= Tanukitsuki =

Tanukitsuki (狸憑き (たぬきつき) or 狸憑; lit. "Tanuki possession") is the possession of a human by the spirit of a tanuki (Japanese raccoon dog). In ancient Japanese shamanism, it is a type of psychic phenomenon considered to exist.

While widely transmitted in Shikoku and Sado Island, many legends also exist in Aomori Prefecture, Iwate Prefecture, and Okayama Prefecture, with folklore found throughout Japan. It is also known as mujina (ムジナ), mamedanuki (豆狸), and tomakko (トマッコ).

== Overview ==
The symptoms of being possessed by a tanuki vary, but it is often said that the victim becomes gluttonous. In particular, there is a tendency to crave Sekihan (or Azuki bean rice). It is said that because the nutritional value of the food is stolen by the tanuki, the victim becomes debilitated and eventually dies, conversely to their abdomen which swells up.
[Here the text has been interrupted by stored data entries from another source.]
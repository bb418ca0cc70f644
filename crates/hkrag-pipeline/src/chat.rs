//! Chat transcript, the only state a chat front end keeps between turns.

pub const EXAMPLE_QUESTIONS: &[&str] = &[
    "What are the main challenges facing Hong Kong's healthcare system?",
    "How many public hospitals are there in Hong Kong?",
    "What is the Hospital Authority responsible for?",
    "What are the waiting times for specialist outpatient services?",
    "How does the Elderly Health Care Voucher Scheme work?",
    "What primary healthcare services are provided by District Health Centres?",
];

#[derive(Debug, Clone, PartialEq)]
pub enum Reply {
    Answer { text: String, sources: Vec<String> },
    Error(String),
}

#[derive(Debug, Clone, PartialEq)]
pub struct Turn {
    pub question: String,
    pub reply: Reply,
}

#[derive(Debug, Default)]
pub struct Transcript {
    turns: Vec<Turn>,
}

impl Transcript {
    pub fn new() -> Self { Self::default() }

    pub fn record_answer(&mut self, question: &str, text: &str, sources: Vec<String>) {
        self.turns.push(Turn {
            question: question.to_string(),
            reply: Reply::Answer { text: text.to_string(), sources },
        });
    }

    pub fn record_error(&mut self, question: &str, message: &str) {
        self.turns.push(Turn { question: question.to_string(), reply: Reply::Error(message.to_string()) });
    }

    /// Sources of the most recent successful answer.
    pub fn last_sources(&self) -> Option<&[String]> {
        self.turns.iter().rev().find_map(|t| match &t.reply {
            Reply::Answer { sources, .. } => Some(sources.as_slice()),
            Reply::Error(_) => None,
        })
    }

    pub fn turns(&self) -> &[Turn] { &self.turns }
    pub fn len(&self) -> usize { self.turns.len() }
    pub fn is_empty(&self) -> bool { self.turns.is_empty() }
    pub fn clear(&mut self) { self.turns.clear(); }
}
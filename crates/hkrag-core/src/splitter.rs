//! Character-window splitter with separator-aware boundaries.
//!
//! Every chunk is an exact substring of its document, at most `chunk_size`
//! characters long. Consecutive chunks share at most `chunk_overlap` characters
//! and together cover the whole document, so dropping the shared prefix of each
//! chunk reproduces the original text. Boundaries prefer paragraph breaks, then
//! line breaks, then spaces, and fall back to a hard cut.

use std::collections::HashMap;

use crate::error::Error;
use crate::types::{Chunk, Document};

pub const DEFAULT_CHUNK_SIZE: usize = 1000;
pub const DEFAULT_CHUNK_OVERLAP: usize = 200;

const SEPARATORS: [&str; 3] = ["\n\n", "\n", " "];

#[derive(Debug, Clone, PartialEq, Eq)]
pub struct ChunkingConfig {
    pub chunk_size: usize,
    pub chunk_overlap: usize,
}

impl Default for ChunkingConfig {
    fn default() -> Self {
        Self { chunk_size: DEFAULT_CHUNK_SIZE, chunk_overlap: DEFAULT_CHUNK_OVERLAP }
    }
}

/// A span of a document: `start` is a character offset.
#[derive(Debug, Clone, PartialEq, Eq)]
pub struct TextSpan {
    pub start: usize,
    pub text: String,
}

impl TextSpan {
    pub fn end(&self) -> usize { self.start + self.text.chars().count() }
}

#[derive(Debug, Clone)]
pub struct TextSplitter {
    config: ChunkingConfig,
}

impl Default for TextSplitter {
    fn default() -> Self { Self { config: ChunkingConfig::default() } }
}

impl TextSplitter {
    pub fn new(config: ChunkingConfig) -> Result<Self, Error> {
        if config.chunk_size == 0 {
            return Err(Error::InvalidConfig("chunk_size must be greater than 0".into()));
        }
        if config.chunk_overlap >= config.chunk_size {
            return Err(Error::InvalidConfig(format!(
                "chunk_overlap ({}) must be smaller than chunk_size ({})",
                config.chunk_overlap, config.chunk_size
            )));
        }
        Ok(Self { config })
    }

    pub fn config(&self) -> &ChunkingConfig { &self.config }

    /// Split one text into ordered spans. Blank text yields no spans.
    pub fn split_text(&self, text: &str) -> Vec<TextSpan> {
        if text.trim().is_empty() {
            return Vec::new();
        }
        let chars: Vec<char> = text.chars().collect();
        let n = chars.len();
        let size = self.config.chunk_size;
        let overlap = self.config.chunk_overlap;

        let mut spans = Vec::new();
        let mut start = 0usize;
        loop {
            let hard_end = (start + size).min(n);
            let end = if hard_end == n { n } else { find_break(&chars, start, hard_end, start + overlap).unwrap_or(hard_end) };
            spans.push(TextSpan { start, text: chars[start..end].iter().collect() });
            if end >= n {
                break;
            }
            start = next_start(&chars, end, overlap);
        }
        spans
    }

    /// Split documents in input order. Chunks are numbered per `source_id`,
    /// so multi-page sources get unique ids across their pages.
    pub fn split_documents(&self, documents: &[Document]) -> Vec<Chunk> {
        let mut chunks = Vec::new();
        let mut next_index: HashMap<&str, usize> = HashMap::new();
        for doc in documents {
            for span in self.split_text(&doc.content) {
                let index = next_index.entry(doc.source_id.as_str()).or_insert(0);
                chunks.push(Chunk {
                    id: format!("{}:{}", doc.source_id, index),
                    source_id: doc.source_id.clone(),
                    doc_type: doc.doc_type.clone(),
                    text: span.text,
                    start_offset: span.start,
                    chunk_index: *index,
                    total_chunks: 0,
                });
                *index += 1;
            }
        }
        for chunk in &mut chunks {
            chunk.total_chunks = next_index.get(chunk.source_id.as_str()).copied().unwrap_or(0);
        }
        chunks
    }
}

/// Latest boundary in `(min_break, hard_end]` right after the highest-priority
/// separator that occurs there.
fn find_break(chars: &[char], start: usize, hard_end: usize, min_break: usize) -> Option<usize> {
    for sep in SEPARATORS {
        let sep: Vec<char> = sep.chars().collect();
        if hard_end < start + sep.len() {
            continue;
        }
        let mut i = hard_end - sep.len();
        loop {
            let brk = i + sep.len();
            if brk <= min_break {
                break;
            }
            if chars[i..brk] == sep[..] {
                return Some(brk);
            }
            if i == start {
                break;
            }
            i -= 1;
        }
    }
    None
}

/// Start of the next window: at most `overlap` characters before `end`,
/// moved forward to the first word start inside the overlap when there is one.
fn next_start(chars: &[char], end: usize, overlap: usize) -> usize {
    let earliest = end - overlap;
    (earliest..end)
        .find(|&q| q > 0 && chars[q - 1].is_whitespace() && !chars[q].is_whitespace())
        .unwrap_or(earliest)
}
//! Turns a directory of source files into `Document`s.
//!
//! PDFs yield one document per non-empty page, text and CSV files one document
//! each, and JSON facility arrays one synthetic document per record. A file
//! that cannot be read is recorded in `LoadReport::skipped` and loading
//! continues with the remaining files.
use anyhow::{Context, Result};
use serde_json::Value;
use std::fs;
use std::path::{Path, PathBuf};
use tracing::{debug, info, warn};

use crate::error::Error;
use crate::types::Document;

pub const SUPPORTED_EXTENSIONS: &[&str] = &["pdf", "txt", "csv", "json"];

#[derive(Debug, Clone, Copy, PartialEq, Eq)]
pub enum FileKind {
    Pdf,
    Text,
    Csv,
    Json,
}

impl FileKind {
    pub fn from_path(path: &Path) -> Option<Self> {
        let ext = path.extension()?.to_str()?.to_ascii_lowercase();
        match ext.as_str() {
            "pdf" => Some(Self::Pdf),
            "txt" => Some(Self::Text),
            "csv" => Some(Self::Csv),
            "json" => Some(Self::Json),
            _ => None,
        }
    }
}

#[derive(Debug, Clone)]
pub struct SkippedFile {
    pub path: PathBuf,
    pub reason: String,
}

#[derive(Debug, Default)]
pub struct LoadReport {
    pub files: usize,
    pub documents: Vec<Document>,
    pub skipped: Vec<SkippedFile>,
}

#[derive(Default)]
pub struct DocumentLoader;

impl DocumentLoader {
    pub fn new() -> Self { Self }

    /// Supported files under `root`, recursively, in sorted order.
    pub fn discover_files(&self, root: &Path) -> Vec<PathBuf> {
        let mut files: Vec<PathBuf> = walkdir::WalkDir::new(root)
            .into_iter()
            .filter_map(|e| e.ok())
            .filter(|e| e.file_type().is_file())
            .map(|e| e.into_path())
            .filter(|p| FileKind::from_path(p).is_some())
            .collect();
        files.sort();
        files
    }

    pub fn load_directory(&self, root: &Path) -> LoadReport {
        let files = self.discover_files(root);
        let mut report = LoadReport { files: files.len(), ..LoadReport::default() };
        for (file_index, path) in files.iter().enumerate() {
            debug!("Loading file {}/{}: {}", file_index + 1, files.len(), path.display());
            match self.load_file(path, root) {
                Ok(docs) => report.documents.extend(docs),
                Err(e) => {
                    warn!("Skipping {}: {:#}", path.display(), e);
                    report.skipped.push(SkippedFile { path: path.clone(), reason: format!("{e:#}") });
                }
            }
        }
        info!(
            "Loaded {} documents from {} files ({} skipped)",
            report.documents.len(),
            report.files,
            report.skipped.len()
        );
        report
    }

    pub fn load_file(&self, path: &Path, root: &Path) -> Result<Vec<Document>> {
        let kind = FileKind::from_path(path)
            .ok_or_else(|| Error::Load { path: path.display().to_string(), message: "unsupported file type".into() })?;
        let source_id = source_id_for(path);
        match kind {
            FileKind::Pdf => self.load_pdf(path, &source_id, &doc_type_from_path(path, root)),
            FileKind::Text => Ok(vec![Document::new(read_utf8(path)?, source_id, doc_type_from_path(path, root))]),
            FileKind::Csv => Ok(vec![Document::new(read_utf8(path)?, source_id, "statistics")]),
            FileKind::Json => self.load_facilities(path, &source_id),
        }
    }

    fn load_pdf(&self, path: &Path, source_id: &str, doc_type: &str) -> Result<Vec<Document>> {
        let pdf = lopdf::Document::load(path).with_context(|| format!("failed to parse PDF {}", path.display()))?;
        let mut docs = Vec::new();
        for page_number in pdf.get_pages().keys() {
            let text = pdf
                .extract_text(&[*page_number])
                .with_context(|| format!("failed to extract page {} of {}", page_number, path.display()))?;
            if text.trim().is_empty() {
                continue;
            }
            docs.push(Document::new(text, source_id, doc_type));
        }
        Ok(docs)
    }

    fn load_facilities(&self, path: &Path, source_id: &str) -> Result<Vec<Document>> {
        let raw = read_utf8(path)?;
        let value: Value = serde_json::from_str(&raw).with_context(|| format!("invalid JSON in {}", path.display()))?;
        let records = value.as_array().ok_or_else(|| Error::Load {
            path: path.display().to_string(),
            message: "expected a JSON array of facility records".into(),
        })?;
        Ok(records
            .iter()
            .enumerate()
            .map(|(i, record)| Document::new(facility_text(record), format!("{source_id}#{i}"), "facility"))
            .collect())
    }
}

/// Flatten a facility record into the text block that gets embedded.
pub fn facility_text(record: &Value) -> String {
    format!(
        "Facility: {}\nType: {}\nDistrict: {}\nAddress: {}",
        facility_field(record, "name"),
        facility_field(record, "type"),
        facility_field(record, "district"),
        facility_field(record, "address"),
    )
}

fn facility_field(record: &Value, key: &str) -> String {
    match record.get(key) {
        Some(Value::String(s)) => s.trim().to_string(),
        None | Some(Value::Null) => "Unknown".to_string(),
        Some(other) => other.to_string(),
    }
}

fn read_utf8(path: &Path) -> Result<String> {
    let bytes = fs::read(path).with_context(|| format!("failed to read {}", path.display()))?;
    String::from_utf8(bytes).map_err(|e| {
        anyhow::Error::from(Error::Load { path: path.display().to_string(), message: format!("not valid UTF-8: {e}") })
    })
}

fn source_id_for(path: &Path) -> String {
    path.file_name().map(|n| n.to_string_lossy().to_string()).unwrap_or_else(|| path.display().to_string())
}

/// Nested files take their parent folder as the tag; top-level files are `document`.
fn doc_type_from_path(path: &Path, root: &Path) -> String {
    let relative = path.strip_prefix(root).unwrap_or(path);
    match relative.parent().and_then(|p| p.to_str()) {
        Some(parent) if !parent.is_empty() => parent.replace('\\', "/"),
        _ => "document".to_string(),
    }
}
Additionally, victims are said to exhibit abnormal behaviors such as unexplained illnesses, states of depression or loquaciousness, committing violence without reason, engaging in sexual misconduct, eating rotted things, speaking strange things, or crawling on all fours.

Most causes of tanukitsuki stem from grudges held by tanuki after humans play pranks on them or destroy their nests. It is said that this is known because those who successfully escaped possession thanks to the prayers of Onmyōji or Shugendō practitioners (Yamabushi) tell of it after regaining their senses. Other legends suggest tanuki possess offerings of fish, alcohol, or sekihan at festivals (or gifts) and possess people through these connections, or that they possess people who are absent-minded or women who have bought beautiful kimonos.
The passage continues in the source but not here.